IMF team to visit Pakistan this week

September, 25, 2018: A team of the International Monetary Fund (IMF) will be visiting Pakistan this week to review the economic reforms initiated by the new government and discuss future measures.

The team is expected to hold talks with Finance Minister Asad Umar and is expected to be briefed on the economic situation of the country, along with changes made in the federal budget by the new government.

Pakistan’s technical team would be headed by Finance Secretary, Arif Ahmad Khan, Governor State Bank of Pakistan (SBP), Tariq Bajwa and Chairman Federal Board of Revenue, Jehanzeb Khan, besides senior officials from Ministry of Privatization, Ministry of Energy i.e.
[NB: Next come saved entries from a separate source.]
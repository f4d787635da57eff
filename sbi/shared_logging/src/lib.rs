#![deny(
    clippy::all,
    clippy::pedantic,
    clippy::nursery,
    missing_docs,
    rust_2018_idioms
)]

//! Structured JSON-lines logging shared by the simulator, benchmark and CLI crates.

use std::{
    fmt,
    fs::{self, File},
    io::{BufRead, BufReader, Write},
    path::{Path, PathBuf},
    str::FromStr,
};

use anyhow::{bail, Result};
use chrono::{DateTime, Utc};
use parking_lot::Mutex;
use serde::{Deserialize, Serialize};

/// Log severity level, ordered from least to most severe.
#[derive(Debug, Clone, Copy, Serialize, Deserialize, PartialEq, Eq, PartialOrd, Ord, Hash)]
#[serde(rename_all = "UPPERCASE")]
pub enum LogLevel {
    /// Per-stage tracing detail.
    Debug,
    /// Informational events.
    Info,
    /// Recoverable anomalies.
    Warn,
    /// Failures surfaced to the caller.
    Error,
}

impl fmt::Display for LogLevel {
    fn fmt(&self, f: &mut fmt::Formatter<'_>) -> fmt::Result {
        let label = match self {
            Self::Debug => "debug",
            Self::Info => "info",
            Self::Warn => "warn",
            Self::Error => "error",
        };
        f.write_str(label)
    }
}

impl FromStr for LogLevel {
    type Err = anyhow::Error;

    fn from_str(s: &str) -> Result<Self> {
        match s.trim().to_ascii_lowercase().as_str() {
            "debug" => Ok(Self::Debug),
            "info" => Ok(Self::Info),
            "warn" | "warning" => Ok(Self::Warn),
            "error" => Ok(Self::Error),
            other => bail!("unknown log level `{other}`"),
        }
    }
}

/// Structured log record.
#[derive(Debug, Clone, Serialize, Deserialize)]
pub struct LogRecord {
    /// Timestamp in ISO8601.
    pub timestamp: DateTime<Utc>,
    /// Module emitting the log.
    pub module: String,
    /// Severity.
    pub level: LogLevel,
    /// Event name, e.g. `simulation.sample.start`.
    pub message: String,
    /// Arbitrary JSON payload (batch shapes, field names, stage labels).
    #[serde(default, skip_serializing_if = "serde_json::Map::is_empty")]
    pub metadata: serde_json::Map<String, serde_json::Value>,
}

impl LogRecord {
    /// Creates a record with an empty metadata payload.
    #[must_use]
    pub fn new(module: impl Into<String>, level: LogLevel, message: impl Into<String>) -> Self {
        Self {
            timestamp: Utc::now(),
            module: module.into(),
            level,
            message: message.into(),
            metadata: serde_json::Map::new(),
        }
    }

    /// Attaches metadata; non-object payloads are stored under `value`.
    #[must_use]
    pub fn with_metadata(mut self, metadata: serde_json::Value) -> Self {
        match metadata {
            serde_json::Value::Object(map) => self.metadata = map,
            serde_json::Value::Null => {}
            other => {
                self.metadata.insert("value".into(), other);
            }
        }
        self
    }
}

/// Thread-safe JSON logger with append-only semantics.
///
/// Records below the configured minimum level are dropped before any I/O.
#[derive(Debug)]
pub struct JsonLogger {
    path: PathBuf,
    min_level: LogLevel,
    writer: Mutex<File>,
}

impl JsonLogger {
    /// Creates or opens a logger at the desired path, accepting every level.
    pub fn new(path: impl AsRef<Path>) -> Result<Self> {
        Self::with_min_level(path, LogLevel::Debug)
    }

    /// Creates or opens a logger that drops records below `min_level`.
    pub fn with_min_level(path: impl AsRef<Path>, min_level: LogLevel) -> Result<Self> {
        let path = path.as_ref().to_path_buf();
        if let Some(parent) = path.parent() {
            fs::create_dir_all(parent)?;
        }
        let file = fs::OpenOptions::new()
            .create(true)
            .append(true)
            .open(&path)?;
        Ok(Self {
            path,
            min_level,
            writer: Mutex::new(file),
        })
    }

    /// Writes a log record as one JSON line.
    pub fn log(&self, record: &LogRecord) -> Result<()> {
        if record.level < self.min_level {
            return Ok(());
        }
        let mut writer = self.writer.lock();
        serde_json::to_writer(&mut *writer, record)?;
        writer.write_all(b"\n")?;
        writer.flush()?;
        Ok(())
    }

    /// Minimum level written by this logger.
    #[must_use]
    pub const fn min_level(&self) -> LogLevel {
        self.min_level
    }

    /// Returns the underlying file path.
    #[must_use]
    pub fn path(&self) -> &Path {
        &self.path
    }
}

/// Reads every record back from a JSON-lines log file.
pub fn read_records(path: impl AsRef<Path>) -> Result<Vec<LogRecord>> {
    let reader = BufReader::new(File::open(path.as_ref())?);
    let mut records = Vec::new();
    for line in reader.lines() {
        let line = line?;
        if line.trim().is_empty() {
            continue;
        }
        records.push(serde_json::from_str(&line)?);
    }
    Ok(records)
}
use std::{fmt, path::PathBuf, sync::Arc};

use anyhow::Result;
use serde_json::Value;
use shared_logging::{JsonLogger, LogLevel, LogRecord};

/// Builder for simulator telemetry sinks.
pub struct SimulationTelemetryBuilder {
    module: String,
    log_path: Option<PathBuf>,
    min_level: LogLevel,
}

impl SimulationTelemetryBuilder {
    /// Creates a new builder scoped to a module label.
    #[must_use]
    pub fn new(module: impl Into<String>) -> Self {
        Self {
            module: module.into(),
            log_path: None,
            min_level: LogLevel::Debug,
        }
    }

    /// Sets the log path.
    #[must_use]
    pub fn log_path(mut self, path: impl Into<PathBuf>) -> Self {
        self.log_path = Some(path.into());
        self
    }

    /// Drops records below `level`.
    #[must_use]
    pub const fn min_level(mut self, level: LogLevel) -> Self {
        self.min_level = level;
        self
    }

    /// Builds telemetry.
    pub fn build(self) -> Result<SimulationTelemetry> {
        let logger = match self.log_path {
            Some(path) => Some(JsonLogger::with_min_level(path, self.min_level)?),
            None => None,
        };
        Ok(SimulationTelemetry {
            inner: Arc::new(TelemetryInner {
                module: self.module,
                logger,
            }),
        })
    }
}

/// Telemetry handle shared across simulators. Clones write to the same sink.
#[derive(Clone)]
pub struct SimulationTelemetry {
    inner: Arc<TelemetryInner>,
}

impl fmt::Debug for SimulationTelemetry {
    fn fmt(&self, f: &mut fmt::Formatter<'_>) -> fmt::Result {
        f.debug_struct("SimulationTelemetry")
            .field("module", &self.inner.module)
            .finish()
    }
}

struct TelemetryInner {
    module: String,
    logger: Option<JsonLogger>,
}

impl SimulationTelemetry {
    /// Returns a builder.
    #[must_use]
    pub fn builder(module: impl Into<String>) -> SimulationTelemetryBuilder {
        SimulationTelemetryBuilder::new(module)
    }

    /// Module label attached to every record.
    #[must_use]
    pub fn module(&self) -> &str {
        &self.inner.module
    }

    /// Logs a record with JSON metadata.
    pub fn log(&self, level: LogLevel, message: &str, metadata: Value) -> Result<()> {
        if let Some(logger) = &self.inner.logger {
            let record = LogRecord::new(&self.inner.module, level, message).with_metadata(metadata);
            logger.log(&record)?;
        }
        Ok(())
    }
}

#[cfg(test)]
mod tests {
    use super::*;
    use serde_json::json;
    use tempfile::tempdir;

    #[test]
    fn telemetry_writes_log() {
        let tmp = tempdir().unwrap();
        let log_path = tmp.path().join("sim.log");
        let telemetry = SimulationTelemetry::builder("simulators")
            .log_path(&log_path)
            .build()
            .unwrap();
        telemetry
            .log(LogLevel::Info, "simulation.sample.start", json!({ "seed": 1 }))
            .unwrap();
        let records = shared_logging::read_records(&log_path).unwrap();
        assert_eq!(records[0].module, "simulators");
        assert_eq!(records[0].metadata["seed"], json!(1));
    }

    #[test]
    fn telemetry_without_sink_is_a_no_op() {
        let telemetry = SimulationTelemetry::builder("simulators").build().unwrap();
        telemetry
            .log(LogLevel::Error, "simulation.sample.failed", Value::Null)
            .unwrap();
        assert_eq!(telemetry.module(), "simulators");
    }
}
Petroleum Division and Power Division.

Relevant authorities, prior to the announcement of the budget amendments had briefed the IMF team in Washington DC about the contents of the proposed mini-budget ahead of the IMF visit to Pakistan scheduled for the month end.

Considering the balance of payments crisis, Pakistan has not yet decided on a rescue plan, and this visit could have an impact in that regard. Minister Finance however warned against taking the meeting out of context.
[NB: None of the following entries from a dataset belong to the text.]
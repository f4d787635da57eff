use serde_json::json;
use shared_logging::LogLevel;
use tracing::debug;

use crate::{
    dtype::CastDtypeRules,
    error::SimulationError,
    helper::RandomSource,
    record::SampleRecord,
    sampling::{ContextMode, Parameters, SampleArgs, SamplingFunction},
    shape::BatchShape,
    simulator::Simulator,
    telemetry::SimulationTelemetry,
    tensor::Tensor,
};

/// Simulator wrapping a single sampling function.
///
/// Unbatched functions are called once per batch element with the same keyword
/// arguments and their draws are stacked; batched functions are called once. Every
/// output field is then cast according to the configured dtype rules.
#[derive(Debug, Clone)]
pub struct LambdaSimulator {
    function: SamplingFunction,
    cast_dtypes: CastDtypeRules,
    reserved: SampleRecord,
    rng: RandomSource,
    telemetry: Option<SimulationTelemetry>,
}

impl LambdaSimulator {
    /// Wraps `function` with default casting, no reserved arguments and a fresh
    /// entropy-seeded generator.
    #[must_use]
    pub fn new(function: SamplingFunction) -> Self {
        Self::builder(function).build()
    }

    /// Wraps an unbatched closure.
    #[must_use]
    pub fn unbatched<F>(parameters: Parameters, func: F) -> Self
    where
        F: Fn(&mut SampleArgs<'_>) -> anyhow::Result<SampleRecord> + Send + Sync + 'static,
    {
        Self::new(SamplingFunction::unbatched("lambda", parameters, func))
    }

    /// Wraps a batched closure.
    #[must_use]
    pub fn batched<F>(parameters: Parameters, func: F) -> Self
    where
        F: Fn(&mut SampleArgs<'_>) -> anyhow::Result<SampleRecord> + Send + Sync + 'static,
    {
        Self::new(SamplingFunction::batched("lambda", parameters, func))
    }

    /// Starts a builder around `function`.
    #[must_use]
    pub fn builder(function: SamplingFunction) -> LambdaSimulatorBuilder {
        LambdaSimulatorBuilder::new(function)
    }

    /// The wrapped function.
    #[must_use]
    pub const fn function(&self) -> &SamplingFunction {
        &self.function
    }

    /// Whether the wrapped function is batched.
    #[must_use]
    pub fn is_batched(&self) -> bool {
        self.function.is_batched()
    }

    /// Output casting rules.
    #[must_use]
    pub const fn cast_dtypes(&self) -> &CastDtypeRules {
        &self.cast_dtypes
    }

    /// Default keyword arguments.
    #[must_use]
    pub const fn reserved_arguments(&self) -> &SampleRecord {
        &self.reserved
    }

    /// Generator handle used for every call.
    #[must_use]
    pub const fn rng(&self) -> &RandomSource {
        &self.rng
    }

    fn log(&self, level: LogLevel, message: &str, metadata: serde_json::Value) {
        if let Some(telemetry) = &self.telemetry {
            let _ = telemetry.log(level, message, metadata);
        }
    }
}

impl Simulator for LambdaSimulator {
    fn sample(
        &self,
        batch_shape: &BatchShape,
        context: &SampleRecord,
    ) -> Result<SampleRecord, SimulationError> {
        self.log(
            LogLevel::Debug,
            "simulation.sample.start",
            json!({
                "simulator": "lambda",
                "function": self.function.name(),
                "batch_shape": batch_shape.dims(),
                "batched": self.is_batched(),
            }),
        );
        let kwargs = self
            .reserved
            .clone()
            .merged(context.clone())
            .filter(self.function.parameters());
        debug!(
            function = self.function.name(),
            kwargs = ?kwargs.field_names(),
            "lambda simulator sampling"
        );

        let raw = {
            let mut rng = self.rng.lock();
            self.function
                .sample_batch(batch_shape, &kwargs, ContextMode::Shared, &mut rng)
        };
        let output = match raw {
            Ok(record) => self.cast_dtypes.apply(record),
            Err(err) => {
                self.log(
                    LogLevel::Error,
                    "simulation.sample.failed",
                    json!({ "function": self.function.name(), "error": err.to_string() }),
                );
                return Err(err);
            }
        };

        self.log(
            LogLevel::Info,
            "simulation.sample.completed",
            json!({
                "simulator": "lambda",
                "function": self.function.name(),
                "fields": output.field_names(),
            }),
        );
        Ok(output)
    }
}

/// Builder for [`LambdaSimulator`].
#[derive(Debug)]
pub struct LambdaSimulatorBuilder {
    function: SamplingFunction,
    cast_dtypes: CastDtypeRules,
    reserved: SampleRecord,
    rng: Option<RandomSource>,
    telemetry: Option<SimulationTelemetry>,
}

impl LambdaSimulatorBuilder {
    /// Creates a builder with default settings.
    #[must_use]
    pub fn new(function: SamplingFunction) -> Self {
        Self {
            function,
            cast_dtypes: CastDtypeRules::default(),
            reserved: SampleRecord::new(),
            rng: None,
            telemetry: None,
        }
    }

    /// Replaces the casting rules. Pass [`CastDtypeRules::none`] to keep raw dtypes.
    #[must_use]
    pub fn cast_dtypes(mut self, rules: CastDtypeRules) -> Self {
        self.cast_dtypes = rules;
        self
    }

    /// Adds one default keyword argument.
    #[must_use]
    pub fn reserved_argument(mut self, name: impl Into<String>, value: impl Into<Tensor>) -> Self {
        self.reserved.insert(name, value);
        self
    }

    /// Merges a whole record of default keyword arguments.
    #[must_use]
    pub fn reserved_arguments(mut self, arguments: SampleRecord) -> Self {
        self.reserved.merge(arguments);
        self
    }

    /// Uses an existing generator handle; clones of it share state.
    #[must_use]
    pub fn rng(mut self, rng: RandomSource) -> Self {
        self.rng = Some(rng);
        self
    }

    /// Uses a fresh generator seeded with `seed`.
    #[must_use]
    pub fn seed(self, seed: u64) -> Self {
        self.rng(RandomSource::seeded(seed))
    }

    /// Attaches telemetry.
    #[must_use]
    pub fn telemetry(mut self, telemetry: SimulationTelemetry) -> Self {
        self.telemetry = Some(telemetry);
        self
    }

    /// Builds the simulator.
    #[must_use]
    pub fn build(self) -> LambdaSimulator {
        LambdaSimulator {
            function: self.function,
            cast_dtypes: self.cast_dtypes,
            reserved: self.reserved,
            rng: self.rng.unwrap_or_default(),
            telemetry: self.telemetry,
        }
    }
}

#[cfg(test)]
mod tests {
    use super::*;
    use crate::{record, tensor::DType};
    use ndarray::ArrayD;
    use rand::Rng;
    use rand_distr::{Distribution, Normal};
    use std::sync::atomic::{AtomicUsize, Ordering};
    use std::sync::Arc;

    #[test]
    fn constant_sampler_is_stacked_and_narrowed() {
        let simulator = LambdaSimulator::unbatched(Parameters::none(), |_| Ok(record! { "x" => 1.0 }));
        let out = simulator.simulate(3).unwrap();
        assert_eq!(out["x"].dtype(), DType::Float32);
        assert_eq!(out["x"].shape(), &[3]);
        assert_eq!(out["x"].to_f64_vec(), vec![1.0, 1.0, 1.0]);
    }

    #[test]
    fn leading_dimensions_match_batch_shape() {
        let simulator = LambdaSimulator::builder(SamplingFunction::unbatched(
            "vector",
            Parameters::none(),
            |args| {
                let values: Vec<f64> = (0..4).map(|_| args.rng().gen()).collect();
                Ok(record! { "v" => values, "s" => 2_i64 })
            },
        ))
        .seed(3)
        .build();
        for dims in [vec![5], vec![2, 3], vec![1, 2, 2]] {
            let shape = BatchShape::new(dims.clone()).unwrap();
            let out = simulator.sample(&shape, &SampleRecord::new()).unwrap();
            assert_eq!(&out["v"].shape()[..dims.len()], dims.as_slice());
            assert_eq!(out["v"].shape()[dims.len()], 4);
            assert_eq!(out["s"].shape(), dims.as_slice());
        }
    }

    #[test]
    fn unbatched_draws_must_share_field_names() {
        let calls = Arc::new(AtomicUsize::new(0));
        let counter = Arc::clone(&calls);
        let simulator = LambdaSimulator::unbatched(Parameters::none(), move |_| {
            let call = counter.fetch_add(1, Ordering::SeqCst);
            Ok(if call % 2 == 0 {
                record! { "x" => 1.0 }
            } else {
                record! { "y" => 1.0 }
            })
        });
        let err = simulator.simulate(2).unwrap_err();
        assert!(matches!(err, SimulationError::SchemaMismatch { index: 1, .. }));
    }

    #[test]
    fn zero_sized_batch_skips_the_function() {
        let calls = Arc::new(AtomicUsize::new(0));
        let counter = Arc::clone(&calls);
        let simulator = LambdaSimulator::unbatched(Parameters::none(), move |_| {
            counter.fetch_add(1, Ordering::SeqCst);
            Ok(record! { "x" => 1.0 })
        });
        let out = simulator.simulate(0).unwrap();
        assert!(out.is_empty());
        assert_eq!(calls.load(Ordering::SeqCst), 0);
    }

    #[test]
    fn caller_context_overrides_reserved_arguments() {
        let function = SamplingFunction::unbatched("scale", Parameters::named(["scale"]), |args| {
            Ok(record! { "y" => args.get("scale")?.clone() })
        });
        let simulator = LambdaSimulator::builder(function)
            .reserved_argument("scale", 2.0)
            .cast_dtypes(CastDtypeRules::none())
            .build();

        let defaulted = simulator.simulate(2).unwrap();
        assert_eq!(defaulted["y"].to_f64_vec(), vec![2.0, 2.0]);
        assert_eq!(defaulted["y"].dtype(), DType::Float64);

        let overridden = simulator
            .sample(&BatchShape::count(2), &record! { "scale" => 5.0, "unused" => 1.0 })
            .unwrap();
        assert_eq!(overridden["y"].to_f64_vec(), vec![5.0, 5.0]);
        assert!(!overridden.contains("unused"));
    }

    #[test]
    fn seeded_simulators_are_reproducible() {
        let make = || {
            LambdaSimulator::builder(SamplingFunction::unbatched("u", Parameters::none(), |args| {
                Ok(record! { "u" => args.rng().gen::<f64>() })
            }))
            .seed(42)
            .build()
        };
        let a = make().simulate(4).unwrap();
        let b = make().simulate(4).unwrap();
        assert_eq!(a, b);
    }

    #[test]
    fn batched_and_unbatched_samplers_agree_in_distribution() {
        let normal = Normal::new(1.5, 0.5).unwrap();
        let unbatched = LambdaSimulator::builder(SamplingFunction::unbatched(
            "normal",
            Parameters::none(),
            move |args| Ok(record! { "z" => normal.sample(args.rng()) }),
        ))
        .seed(1)
        .build();
        let batched = LambdaSimulator::builder(SamplingFunction::batched(
            "normal",
            Parameters::none(),
            move |args| {
                let dims = args.batch_shape().dims().to_vec();
                let n = args.batch_shape().num_elements();
                let values: Vec<f64> = (0..n).map(|_| normal.sample(args.rng())).collect();
                Ok(record! { "z" => ArrayD::from_shape_vec(dims, values)? })
            },
        ))
        .seed(2)
        .build();

        let stats = |record: &SampleRecord| {
            let values = record["z"].to_f64_vec();
            let n = values.len() as f64;
            let mean = values.iter().sum::<f64>() / n;
            let var = values.iter().map(|v| (v - mean).powi(2)).sum::<f64>() / n;
            (mean, var)
        };
        let (mean_u, var_u) = stats(&unbatched.simulate(20_000).unwrap());
        let (mean_b, var_b) = stats(&batched.simulate(20_000).unwrap());
        assert!((mean_u - mean_b).abs() < 0.03);
        assert!((var_u - var_b).abs() < 0.03);
        assert!((mean_u - 1.5).abs() < 0.03);
    }
}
“We are in a discussion with them [Global Monetary Organization], but this is not to negotiate for a loan. Our aim is to do our homework, if we want to approach them at some stage,” the minister said in an interview with the Arab news.
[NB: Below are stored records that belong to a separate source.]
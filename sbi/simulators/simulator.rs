use crate::{
    error::SimulationError,
    record::SampleRecord,
    shape::{BatchShape, ShapeLike},
};

/// Anything that turns a batch shape plus keyword context into a batched record.
///
/// Every tensor in the returned record has `batch_shape` as its leading dimensions.
pub trait Simulator: Send + Sync {
    /// Draws one batch.
    fn sample(
        &self,
        batch_shape: &BatchShape,
        context: &SampleRecord,
    ) -> Result<SampleRecord, SimulationError>;

    /// Normalizes `batch_shape` and draws one batch without extra context.
    fn simulate(&self, batch_shape: impl ShapeLike) -> Result<SampleRecord, SimulationError>
    where
        Self: Sized,
    {
        let batch_shape = batch_shape.into_batch_shape()?;
        self.sample(&batch_shape, &SampleRecord::new())
    }
}

impl<S: Simulator + ?Sized> Simulator for Box<S> {
    fn sample(
        &self,
        batch_shape: &BatchShape,
        context: &SampleRecord,
    ) -> Result<SampleRecord, SimulationError> {
        (**self).sample(batch_shape, context)
    }
}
He said that the country is not in a state of emergency and is not eager to seek help from the monetary fund.

Pakistan has repeatedly turned to the International Monetary Fund for help since the late 1980s. The last time was in 2013, when Islamabad received a $6.6 billion loan to deal with the economic crisis.

However, due to tensions with the largest lender in the US, there are concerns that the terms of any new loan will be more stringent than in 2013.

In July this year, US Secretary of State Mike Pompeo expressed concern that the International Monetary Fund would be used to repay China’s loans to Islamabad.

“There’s no rationale for IMF tax dollars — and associated with that, American dollars that are part of the IMF funding — for those to go to bail out Chinese bondholders or China itself,” Pompeo told US television station CNBC.